Topics for posts are piling up and I don’t have time to write them up. I’ve recently plotted out posts on

  1. The dangers of stored strain energy and how I avoided shooting my older son with the head of a screw when he helped me run some load tests a couple of months ago. This topic was inspired by the May 4 episode of the Generational podcast, in which Erik Hess and Gabe Weatherhead discussed the dangers of their former workplaces and Gabe’s propensity for setting himself on fire.
  2. Thermal stresses and why Katie Floyd’s glass baking dish blew up on Mother’s Day. This one would harken back to Dan Rutter’s post on Pyrex, which I read through a link from Marco Arment.
  3. The alleged design and craftsmanship in this artisanal bottle opener which Justin Blanton made the unforgivable mistake of ordering.
  4. How revisiting the comic books I loved as a teen has left me disappointed in both the writing and the artwork. The one exception is the early Conan series by Roy Thomas and Barry Windsor-Smith, and that’s probably because I’ve always seen myself as a latter-day Conan—black-haired, sullen-eyed, sword in hand, a thief, a reaver, a slayer, with gigantic melancholies and gigantic mirth.

And that doesn’t include more topical posts that I’ve given up on writing because their time has passed.

So tonight I’m taking the easy way out, with a short post about the iOS Drafts app inspired by David and Katie’s recent iOS Automation episode of Mac Power Users and by the Generational episode with Greg Pierce,1 the developer of Drafts.

Last night I asked a stupid question about Drafts on Twitter:

Y’know what’d be great? If @draftsapp could append to a Dropbox file named according to the date, creating the file if necessary.
Dr. Drang (@drdrang) Mon May 13 2013 8:16 PM CDT

It was stupid because Drafts can already do what I was asking for, as several kind people told me without snickering. Here’s the Dropbox action I came up with:

Drafts work diary

In my defense, the reason I didn’t realize I could use a date tag (the thing inside the doubled square brackets) in the name of the file is the name of the option that must be chosen with it: Predefined. It just didn’t seem right to me that a file with a predefined name could have its name defined on the fly. Also, it seemed superfluous to have a Timestamp option for the file name if a timestamp could be provided through tags. Still, the ability to use tags in file names goes back to version 2.5.3—I should have known about it.

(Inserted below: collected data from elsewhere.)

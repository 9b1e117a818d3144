// SPDX-License-Identifier: BUSL-1.1
// Copyright (c) 2026 Alfred Jean LLC

//! Host seam for the scheduler.
//!
//! The scheduler decides *when*; the host decides *what*. The host owns
//! crontab persistence and job execution, so the scheduler stays free of
//! storage and job-runtime concerns.

use async_trait::async_trait;
use tessera_core::CronEntry;
use thiserror::Error;

/// Errors the host can surface to the scheduler.
#[derive(Debug, Clone, PartialEq, Eq, Error)]
pub enum SchedulerError {
    /// The persisted crontab could not be fetched.
    #[error("crontab reload failed: {0}")]
    Reload(String),

    /// A due job could not be started.
    #[error("job '{job}' failed to start: {message}")]
    JobStart { job: String, message: String },
}

/// What the scheduler needs from its host.
///
/// Each tick's sweep runs as its own task, so a slow `start_job` stalls
/// only that tick's remaining entries, never the scheduler loop.
#[async_trait]
pub trait SchedulerHost: Send + Sync {
    /// Fetch the current crontab text from wherever the host keeps it.
    async fn reload_crontab(&self) -> Result<String, SchedulerError>;

    /// Launch one due job under the entry's user and group.
    async fn start_job(&self, entry: &CronEntry) -> Result<(), SchedulerError>;
}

Anyway,2 this action is intended to help me keep track of what I’m doing at work, what the action described at the end of this post should’ve been. The idea is to launch Drafts when I switch from one task to another, tap in (or dictate) what I’m about to start working on, and invoke this action. Each time, a pair of lines will be added to a diary file for that day, one with the timestamp and the other with the note I wrote for it. Like this:

1:14 PM
Started 200° test

1:45 PM
Ended 200° test

1:54 PM
Started 300° test

The improvement over the old system is that now I’ll have a separate file for each day, all in the same Diary folder in Dropbox. To me, this is a more natural way to organize diary entries, rather than having them all with time and date stamps in a single big file. Each day’s file will have a name like 2013-05-14.txt.

This is, in many ways, the same sort of thing Katie Floyd is doing with Day One. I like Day One, but I prefer using plain text files in case there comes a time when I want to run some script over my diary files to extract information. I have no plans to do that, but I want leave open the possibility.

Of course the real trick isn’t coming up with a Drafts action, it’s developing and maintaining the discipline to make an entry every time I switch contexts. I’m working on that.


  1. Gabe and Erik have been killing it on Generational. You really should make room for it in your listening schedule. 

  2. Have I ever mentioned how much I hate the non-word “anyways”? Once limited to the sort of people who say “irregardless,” it’s now everywhere, tormenting me.